Das Außenministerium warnt, dass die serbischen Gütertransporteure beabsichtigen, ab Montag, dem 14. September 2026, um 00.00 Uhr, an allen Grenzübergängen zur Europäischen Union einen Protest zu organisieren. Die Aktion soll auf unbestimmte Zeit stattfinden und auch die Grenzübergänge zwischen Serbien und Rumänien beeinträchtigen.
Nach Angaben des Außenministeriums werden die Ein-, Aus- und Durchreise von Gütertransportfahrzeugen über die betroffenen Übergänge nicht möglich sein. In Rumänien werden die Übergänge Srpska Crnja–Jimbolia und Vatin–Stamora Moravița im Kreis Timiș, Đerdap–Porțile de Fier 1 im Kreis Mehedinți sowie Kaluderovo–Naidăș im Kreis Caraș-Severin genannt.
Der Protest wird auch weitere Grenzübergänge Serbiens zu EU-Mitgliedstaaten beeinträchtigen, darunter Batrovci, Šid, Horgoš, Kelebija, Bački Breg, Gradina, Vrška Čuka und Merdare. Außerdem könnte das intermodale Terminal des Hafens Novi Sad beeinträchtigt werden.
Das Außenministerium empfiehlt Rumänen, die sich in Serbien aufhalten, das Land durchqueren oder beabsichtigen, nach Serbien oder von dort zu reisen, die betroffenen Gebiete zu meiden, ihre Reisen umzuplanen oder alternative Routen zu wählen.

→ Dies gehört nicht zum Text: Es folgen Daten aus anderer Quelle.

#[cfg(test)]
mod tests {
    use super::*;
    use crate::host::ScriptedHost;
    use crate::sink::CollectingSink;
    use crate::violation::{Check, ViolationCategory};
    use vigil_shared::constants::ATTACK_INTERVAL_CAPACITY;
    use vigil_shared::{BlockClass, ExemptionFlags, TargetKind, Vec3};

    fn engine() -> (DetectionEngine, Arc<ScriptedHost>, Arc<CollectingSink>) {
        let host = Arc::new(ScriptedHost::new());
        let sink = Arc::new(CollectingSink::new());
        let engine = DetectionEngine::new(
            DetectionConfig::default(),
            Arc::clone(&host) as Arc<dyn HostView>,
            Arc::clone(&sink) as Arc<dyn ViolationSink>,
        )
        .unwrap();
        (engine, host, sink)
    }

    fn position(id: u64, x: f64, t: u64) -> PositionSample {
        PositionSample {
            id: EntityId(id),
            position: Vec3::new(x, 64.0, 0.0),
            yaw: 0.0,
            pitch: 0.0,
            on_ground: true,
            vertical_velocity: None,
            time_ms: t,
        }
    }

    #[test]
    fn test_rejects_invalid_config() {
        let mut config = DetectionConfig::default();
        config.speed_tolerance = 0.5;
        let result = DetectionEngine::new(
            config,
            Arc::new(ScriptedHost::new()),
            Arc::new(CollectingSink::new()),
        );
        assert!(result.is_err());
    }

    #[test]
    fn test_unknown_entity_created_lazily() {
        let (engine, _, _) = engine();
        engine.on_position(&position(42, 0.0, 100));
        assert_eq!(engine.store().len(), 1);

        let report = engine.tick(100);
        assert_eq!(report.entities, 1);
        assert_eq!(report.positions_evaluated, 1);
    }

    fn join(engine: &DetectionEngine, id: u64) {
        engine.on_join(&EntityJoined {
            id: EntityId(id),
            display_name: format!("entity_{id}"),
            position: Vec3::new(0.0, 64.0, 0.0),
            time_ms: 0,
        });
    }

    fn attack(id: u64, t: u64) -> AttackSample {
        AttackSample { id: EntityId(id), target: EntityId(99), target_kind: TargetKind::Player, time_ms: t }
    }

    #[test]
    fn test_tick_judges_newest_sample_once() {
        let (engine, _, _) = engine();
        engine.on_position(&position(1, 0.0, 100));
        engine.on_position(&position(1, 1.0, 150));
        // Same timestamp again: duplicate, dropped.
        engine.on_position(&position(1, 0.5, 150));

        assert_eq!(engine.tick(150).positions_evaluated, 1);
        assert_eq!(engine.tick(200).positions_evaluated, 0);

        let handle = engine.store().handle(EntityId(1)).unwrap();
        let record = handle.lock();
        assert_eq!(record.last_evaluated_ms, Some(150));
        assert_eq!(record.last_known_position(), Some(Vec3::new(1.0, 64.0, 0.0)));
    }

    #[test]
    fn test_clock_step_back_rebaselines_and_keeps_judging() {
        let (engine, _, sink) = engine();
        join(&engine, 1);

        // A minute of walking well under the limit.
        for i in 1..=300_u64 {
            engine.on_position(&position(1, i as f64 * 0.8, i * 200));
            engine.tick(i * 200);
        }
        assert!(sink.is_empty());

        // Host restarts its clock at zero; the entity now runs at 40 u/s.
        let origin = 300.0 * 0.8;
        engine.on_position(&position(1, origin, 0));
        engine.tick(0);
        {
            let handle = engine.store().handle(EntityId(1)).unwrap();
            let record = handle.lock();
            assert_eq!(record.last_evaluated_ms, Some(0));
            assert_eq!(record.speed_baseline.map(|p| p.time_ms), Some(0));
            assert!(record.speed_samples.is_empty());
        }

        let mut judged = 0;
        for i in 1..=100_u64 {
            engine.on_position(&position(1, origin + i as f64 * 8.0, i * 200));
            judged += engine.tick(i * 200).positions_evaluated;
        }

        assert_eq!(judged, 100);
        let flagged = sink.take();
        assert!(!flagged.is_empty());
        assert!(flagged.iter().all(|v| v.category == ViolationCategory::Speed));
        assert!(flagged.iter().all(|v| v.time_ms <= 20_000));

        let handle = engine.store().handle(EntityId(1)).unwrap();
        assert_eq!(handle.lock().last_evaluated_ms, Some(20_000));
    }

    #[test]
    fn test_leave_drops_state() {
        let (engine, _, _) = engine();
        engine.on_join(&EntityJoined {
            id: EntityId(1),
            display_name: "alice".to_owned(),
            position: Vec3::ZERO,
            time_ms: 0,
        });
        let handle = engine.store().handle(EntityId(1)).unwrap();

        engine.on_leave(&EntityLeft { id: EntityId(1) });

        assert!(engine.store().is_empty());
        assert!(handle.lock().retired);
        assert_eq!(engine.tick(100).entities, 0);
    }

    #[test]
    fn test_telemetry_after_leave_touches_nothing() {
        let (engine, _, sink) = engine();
        join(&engine, 1);
        let handle = engine.store().handle(EntityId(1)).unwrap();
        let before = handle.lock().levels;

        engine.on_leave(&EntityLeft { id: EntityId(1) });

        engine.on_position(&position(1, 500.0, 100));
        engine.on_attack(&attack(1, 120));
        engine.on_block_mined(&BlockMinedSample {
            id: EntityId(1),
            block_id: "minecraft:diamond_ore".to_owned(),
            class: BlockClass::RareOre,
            time_ms: 130,
        });
        engine.on_fall_damage(&FallDamageSample { id: EntityId(1), amount: 4.0, time_ms: 140 });
        engine.on_teleport(&Teleported {
            id: EntityId(1),
            position: Vec3::new(1_000.0, 64.0, 0.0),
            time_ms: 150,
        });
        let report = engine.tick(200);

        assert_eq!(report, TickReport::default());
        assert!(sink.is_empty());
        assert!(engine.store().is_empty());
        assert!(engine.store().handle(EntityId(1)).is_none());

        let record = handle.lock();
        assert!(record.retired);
        assert!(record.pending_sample.is_none());
        assert_eq!(record.last_evaluated_ms, Some(0));
        assert!(record.last_teleport_ms.is_none());
        assert!(record.attack.last_attack_ms.is_none());
        assert!(record.attack.recent_targets.is_empty());
        assert_eq!(record.mining.rare, 0);
        assert!(record.fall.unclaimed_damage.abs() < f64::EPSILON);
        assert_eq!(record.levels, before);
    }

    #[test]
    fn test_rejoin_after_leave_tracks_again() {
        let (engine, _, _) = engine();
        for cycle in 0..1_000_u64 {
            join(&engine, 1);
            engine.on_leave(&EntityLeft { id: EntityId(1) });
            engine.on_attack(&attack(1, cycle));
        }
        assert!(engine.store().is_empty());

        join(&engine, 1);
        engine.on_position(&position(1, 1.0, 100));
        assert_eq!(engine.tick(100).positions_evaluated, 1);
        assert_eq!(engine.store().len(), 1);
    }

    #[test]
    fn test_concurrent_attacks_and_ticks_on_one_entity() {
        let (engine, _, _) = engine();
        join(&engine, 1);
        let attacks = 200_u64;
        let steps = 200_u64;

        std::thread::scope(|scope| {
            scope.spawn(|| {
                for i in 1..=attacks {
                    engine.on_attack(&attack(1, i * 50));
                }
            });
            scope.spawn(|| {
                for i in 1..=steps {
                    engine.on_position(&position(1, i as f64 * 0.5, i * 100));
                    engine.tick(i * 100);
                }
            });
        });
        engine.tick(steps * 100 + 50);

        let handle = engine.store().handle(EntityId(1)).unwrap();
        let record = handle.lock();
        assert_eq!(record.attack.last_attack_ms, Some(attacks * 50));
        assert_eq!(
            record.attack.intervals.len(),
            (attacks as usize - 1).min(ATTACK_INTERVAL_CAPACITY)
        );
        assert!(record.attack.intervals.iter().all(|&ms| (ms - 50.0).abs() < f64::EPSILON));
        assert_eq!(record.last_evaluated_ms, Some(steps * 100));
        assert!(record.pending_sample.is_none());
    }

    #[test]
    fn test_attack_reach_uses_host_positions() {
        let (engine, host, sink) = engine();
        let mut config = DetectionConfig::default();
        config.action_thresholds.reach = 1;
        engine.update_config(config).unwrap();

        host.set_position(EntityId(1), Vec3::ZERO);
        host.set_position(EntityId(2), Vec3::new(0.0, 0.0, 4.0));
        engine.on_attack(&AttackSample {
            id: EntityId(1),
            target: EntityId(2),
            target_kind: TargetKind::Player,
            time_ms: 10,
        });

        let emitted = sink.take();
        assert_eq!(emitted.len(), 1);
        assert_eq!(emitted[0].category, ViolationCategory::Reach);
    }

    #[test]
    fn test_exempt_entity_never_flags() {
        let (engine, host, sink) = engine();
        host.set_flags(
            EntityId(1),
            ExemptionFlags { in_creative_or_spectator: true, ..Default::default() },
        );

        for i in 0..40_u64 {
            engine.on_position(&position(1, i as f64 * 20.0, i * 100));
            engine.tick(i * 100);
        }

        assert!(sink.is_empty());
        assert_eq!(engine.store().levels(EntityId(1)).unwrap().level(Check::Speed), 0);
    }

    #[test]
    fn test_teleport_rebaselines_without_violation() {
        let (engine, _, sink) = engine();
        for i in 0..10_u64 {
            engine.on_position(&position(1, i as f64, i * 200));
            engine.tick(i * 200);
        }
        engine.on_teleport(&Teleported {
            id: EntityId(1),
            position: Vec3::new(5_000.0, 64.0, 0.0),
            time_ms: 2_000,
        });
        engine.on_position(&position(1, 5_001.0, 2_200));
        engine.tick(2_200);

        assert!(sink.is_empty());
        let handle = engine.store().handle(EntityId(1)).unwrap();
        let record = handle.lock();
        assert_eq!(record.speed_samples.len(), 1);
        assert!((record.speed_samples.mean().unwrap() - 5.0).abs() < 1e-9);
    }
}
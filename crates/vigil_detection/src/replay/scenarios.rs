//! Built-in scenarios.
//!
//! Each one pairs an offender with, where it makes sense, a control entity
//! doing the same thing legitimately. Jitter comes from a seeded ChaCha
//! stream, so a given `(name, seed)` always builds the same events.

use super::{HostAction, Scenario, ScenarioEvent};
use rand::{Rng, SeedableRng};
use rand_chacha::ChaCha8Rng;
use vigil_shared::{
    AttackSample, BlockClass, BlockMinedSample, EntityId, EntityJoined, ExemptionFlags,
    FallDamageSample, PositionSample, TargetKind, Telemetry, Teleported, TimestampMs, Vec3,
};

/// Names accepted by [`Scenario::builtin`].
pub const BUILTIN_NAMES: [&str; 5] =
    ["speed_burst", "flight_hover", "kill_aura_burst", "xray_strip_mine", "no_fall_drop"];

pub(super) fn build(name: &str, seed: u64) -> Option<Scenario> {
    let mut rng = ChaCha8Rng::seed_from_u64(seed);
    let scenario = match name {
        "speed_burst" => speed_burst(&mut rng),
        "flight_hover" => flight_hover(&mut rng),
        "kill_aura_burst" => kill_aura_burst(&mut rng),
        "xray_strip_mine" => xray_strip_mine(&mut rng),
        "no_fall_drop" => no_fall_drop(&mut rng),
        _ => return None,
    };
    Some(scenario)
}

// =============================================================================
// EVENT BUILDER
// =============================================================================

#[derive(Default)]
struct Script {
    events: Vec<ScenarioEvent>,
}

impl Script {
    fn join(&mut self, id: u64, name: &str, position: Vec3, time_ms: TimestampMs) {
        self.push(Telemetry::Joined(EntityJoined {
            id: EntityId(id),
            display_name: name.to_owned(),
            position,
            time_ms,
        }));
    }

    fn position(&mut self, id: u64, position: Vec3, on_ground: bool, time_ms: TimestampMs) {
        self.push(Telemetry::Position(PositionSample {
            id: EntityId(id),
            position,
            yaw: 0.0,
            pitch: 0.0,
            on_ground,
            vertical_velocity: None,
            time_ms,
        }));
    }

    fn tick(&mut self, time_ms: TimestampMs) {
        self.push(Telemetry::Tick { time_ms });
    }

    fn push(&mut self, event: impl Into<ScenarioEvent>) {
        self.events.push(event.into());
    }

    fn finish(self, name: &str, description: &str) -> Scenario {
        Scenario {
            name: name.to_owned(),
            description: description.to_owned(),
            config: None,
            events: self.events,
        }
    }
}

// =============================================================================
// SCENARIOS
// =============================================================================

/// Steady 6 u/s, then a 30-35 u/s burst, at 200 ms samples.
fn speed_burst(rng: &mut ChaCha8Rng) -> Scenario {
    const SPRINTER: u64 = 1;
    let mut script = Script::default();
    let mut pos = Vec3::new(0.0, 64.0, 0.0);
    let mut t = 0;

    script.join(SPRINTER, "sprinter", pos, t);
    for i in 0..25 {
        let speed = if i < 10 {
            6.0 + rng.gen_range(-0.1..0.1)
        } else {
            rng.gen_range(30.0..35.0)
        };
        t += 200;
        pos.x += speed * 0.2;
        pos.z += rng.gen_range(-0.01..0.01);
        script.position(SPRINTER, pos, true, t);
        script.tick(t);
    }
    script.finish("speed_burst", "Baseline walking followed by a sustained speed burst")
}

/// Jump, climb, then hover for seconds. A permitted flyer does the same.
fn flight_hover(rng: &mut ChaCha8Rng) -> Scenario {
    const HOVERER: u64 = 2;
    const PERMITTED: u64 = 7;
    let mut script = Script::default();

    script.join(HOVERER, "hoverer", Vec3::new(0.0, 64.0, 0.0), 0);
    script.join(PERMITTED, "builder", Vec3::new(50.0, 64.0, 0.0), 0);
    script.push(HostAction::SetFlags {
        id: EntityId(PERMITTED),
        flags: ExemptionFlags { has_flight_permission: true, ..ExemptionFlags::default() },
    });

    for step in 1..=60_u32 {
        let t = TimestampMs::from(step) * 100;
        // Climb 4 units over the first half second, then hold.
        let climb = (f64::from(step) * 0.8).min(4.0);
        let wobble = rng.gen_range(-0.01..0.01);
        script.position(HOVERER, Vec3::new(0.0, 64.0 + climb + wobble, 0.0), false, t);
        script.position(PERMITTED, Vec3::new(50.0, 64.0 + climb + wobble, 0.0), false, t);
        script.tick(t);
    }
    script.finish("flight_hover", "Sustained hovering with and without flight permission")
}

/// Machine-regular 50 ms attacks spread around the attacker, then hits from
/// beyond reach.
fn kill_aura_burst(rng: &mut ChaCha8Rng) -> Scenario {
    const ATTACKER: u64 = 3;
    const FAR_TARGET: u64 = 13;
    let mut script = Script::default();
    let origin = Vec3::new(0.0, 64.0, 0.0);

    script.join(ATTACKER, "aura", origin, 0);
    let ring = [
        (10, Vec3::new(2.5, 64.0, 0.0)),
        (11, Vec3::new(0.0, 64.0, 2.5)),
        (12, Vec3::new(-2.5, 64.0, 0.0)),
    ];
    for (id, position) in ring {
        script.push(HostAction::SetPosition { id: EntityId(id), position });
    }
    script.push(HostAction::SetPosition {
        id: EntityId(FAR_TARGET),
        position: Vec3::new(0.0, 64.0, -4.2),
    });

    let mut t: TimestampMs = 1_000;
    for i in 0..40 {
        t += rng.gen_range(48..=52);
        let (target, _) = ring[i % ring.len()];
        script.push(Telemetry::Attack(AttackSample {
            id: EntityId(ATTACKER),
            target: EntityId(target),
            target_kind: TargetKind::Player,
            time_ms: t,
        }));
        if i % 4 == 0 {
            script.tick(t);
        }
    }

    for _ in 0..6 {
        t += 600;
        script.push(Telemetry::Attack(AttackSample {
            id: EntityId(ATTACKER),
            target: EntityId(FAR_TARGET),
            target_kind: TargetKind::Player,
            time_ms: t,
        }));
        script.tick(t);
    }
    script.finish("kill_aura_burst", "Scripted attack rhythm, multi-angle hits and long reach")
}

/// Digging straight to ore: far too many diamonds per stone.
fn xray_strip_mine(rng: &mut ChaCha8Rng) -> Scenario {
    const MINER: u64 = 4;
    let mut script = Script::default();
    script.join(MINER, "miner", Vec3::new(0.0, 12.0, 0.0), 0);

    let mut t = 0;
    for i in 0..60 {
        t += 250;
        let rare = i % 6 == 5 || rng.gen_bool(0.05);
        let (block_id, class) = if rare {
            ("minecraft:diamond_ore", BlockClass::RareOre)
        } else {
            ("minecraft:stone", BlockClass::Common)
        };
        script.push(Telemetry::BlockMined(BlockMinedSample {
            id: EntityId(MINER),
            block_id: block_id.to_owned(),
            class,
            time_ms: t,
        }));
        script.tick(t);
    }
    script.finish("xray_strip_mine", "Ore-to-stone ratio far above blind tunnelling")
}

/// Repeated 20-unit drops. The offender never takes damage; the control
/// entity does.
fn no_fall_drop(rng: &mut ChaCha8Rng) -> Scenario {
    const OFFENDER: u64 = 5;
    const CONTROL: u64 = 6;
    const TOP: f64 = 100.0;
    const FLOOR: f64 = 80.0;
    let mut script = Script::default();

    script.join(OFFENDER, "feather", Vec3::new(0.0, TOP, 0.0), 0);
    script.join(CONTROL, "honest", Vec3::new(20.0, TOP, 0.0), 0);

    let mut t: TimestampMs = 0;
    for _ in 0..6 {
        t += 100;
        for (id, x) in [(OFFENDER, 0.0), (CONTROL, 20.0)] {
            script.push(Telemetry::Teleported(Teleported {
                id: EntityId(id),
                position: Vec3::new(x, TOP, 0.0),
                time_ms: t,
            }));
        }
        t += 50;
        script.position(OFFENDER, Vec3::new(0.0, TOP, 0.0), true, t);
        script.position(CONTROL, Vec3::new(20.0, TOP, 0.0), true, t);
        script.tick(t);

        let mut y = TOP;
        while y > FLOOR {
            t += 50;
            y = (y - rng.gen_range(0.9..1.1)).max(FLOOR);
            let landed = y <= FLOOR;
            script.position(OFFENDER, Vec3::new(0.0, y, 0.0), landed, t);
            script.position(CONTROL, Vec3::new(20.0, y, 0.0), landed, t);
            script.tick(t);
        }
        script.push(Telemetry::FallDamage(FallDamageSample {
            id: EntityId(CONTROL),
            amount: TOP - FLOOR - 3.0,
            time_ms: t + 10,
        }));

        for _ in 0..12 {
            t += 50;
            script.tick(t);
        }
    }
    script.finish("no_fall_drop", "Landings from 20 units with and without fall damage")
}

#[cfg(test)]
mod tests {
    use super::*;

    #[test]
    fn test_same_seed_same_events() {
        for name in BUILTIN_NAMES {
            assert_eq!(build(name, 9), build(name, 9), "{name}");
        }
        assert_ne!(build("speed_burst", 1), build("speed_burst", 2));
        assert!(build("nope", 1).is_none());
    }
}
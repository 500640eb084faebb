//! # Host Query Surface
//!
//! The few things the core asks the host simulation on demand. Everything
//! else is pushed in as telemetry.
//!
//! ```text
//! vigil_detection defines:     The host implements:
//! ┌─────────────────┐          ┌─────────────────┐
//! │ trait HostView  │ ←─────── │ impl HostView   │
//! └─────────────────┘          └─────────────────┘
//! ```
//!
//! Implementations must answer from already-resolved state and never block:
//! these are called with an entity's record lock held.

use parking_lot::RwLock;
use std::collections::HashMap;
use vigil_shared::{EntityId, ExemptionFlags, Vec3};

/// On-demand queries into the host simulation.
pub trait HostView: Send + Sync {
    /// Conditions exempting an entity from checks right now.
    fn exemptions(&self, id: EntityId) -> ExemptionFlags;

    /// Round-trip latency of an entity, in milliseconds.
    fn latency_ms(&self, id: EntityId) -> u32;

    /// Current position of any entity the host knows (attack targets
    /// included).
    fn entity_position(&self, id: EntityId) -> Option<Vec3>;

    /// Entities within `radius` of `center`, with their positions.
    fn nearby_entities(&self, center: Vec3, radius: f64) -> Vec<(EntityId, Vec3)>;
}

/// In-memory [`HostView`] whose answers are set by hand.
///
/// Drives the replay harness and tests; also a reasonable adapter for hosts
/// that push their state once per tick.
#[derive(Debug, Default)]
pub struct ScriptedHost {
    flags: RwLock<HashMap<EntityId, ExemptionFlags>>,
    latency: RwLock<HashMap<EntityId, u32>>,
    positions: RwLock<HashMap<EntityId, Vec3>>,
}

impl ScriptedHost {
    /// Creates a host where nobody is exempt and latency is zero.
    #[must_use]
    pub fn new() -> Self {
        Self::default()
    }

    /// Replaces an entity's exemption flags.
    pub fn set_flags(&self, id: EntityId, flags: ExemptionFlags) {
        self.flags.write().insert(id, flags);
    }

    /// Sets an entity's latency.
    pub fn set_latency(&self, id: EntityId, latency_ms: u32) {
        self.latency.write().insert(id, latency_ms);
    }

    /// Sets an entity's position.
    pub fn set_position(&self, id: EntityId, position: Vec3) {
        self.positions.write().insert(id, position);
    }

    /// Forgets an entity.
    pub fn remove(&self, id: EntityId) {
        self.flags.write().remove(&id);
        self.latency.write().remove(&id);
        self.positions.write().remove(&id);
    }
}

impl HostView for ScriptedHost {
    fn exemptions(&self, id: EntityId) -> ExemptionFlags {
        self.flags.read().get(&id).copied().unwrap_or_default()
    }

    fn latency_ms(&self, id: EntityId) -> u32 {
        self.latency.read().get(&id).copied().unwrap_or(0)
    }

    fn entity_position(&self, id: EntityId) -> Option<Vec3> {
        self.positions.read().get(&id).copied()
    }

    fn nearby_entities(&self, center: Vec3, radius: f64) -> Vec<(EntityId, Vec3)> {
        let mut nearby: Vec<_> = self
            .positions
            .read()
            .iter()
            .filter(|(_, pos)| pos.distance(center) <= radius)
            .map(|(id, pos)| (*id, *pos))
            .collect();
        nearby.sort_unstable_by_key(|(id, _)| *id);
        nearby
    }
}

#[cfg(test)]
mod tests {
    use super::*;

    #[test]
    fn test_scripted_answers() {
        let host = ScriptedHost::new();
        let id = EntityId(3);
        assert_eq!(host.exemptions(id), ExemptionFlags::default());
        assert_eq!(host.latency_ms(id), 0);

        host.set_latency(id, 120);
        host.set_position(id, Vec3::new(1.0, 0.0, 0.0));
        host.set_position(EntityId(4), Vec3::new(10.0, 0.0, 0.0));

        assert_eq!(host.latency_ms(id), 120);
        let near = host.nearby_entities(Vec3::ZERO, 5.0);
        assert_eq!(near, vec![(id, Vec3::new(1.0, 0.0, 0.0))]);

        host.remove(id);
        assert!(host.entity_position(id).is_none());
    }
}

Reisenden wird empfohlen, die Verkehrslage fortlaufend zu überprüfen, die Anweisungen der Behörden zu befolgen und über ausreichende Vorräte an Kraftstoff, Wasser und Lebensmitteln zu verfügen.
Weitere Informationen sind bei der Botschaft Rumäniens in Belgrad und auf den offiziellen Seiten des Außenministeriums erhältlich.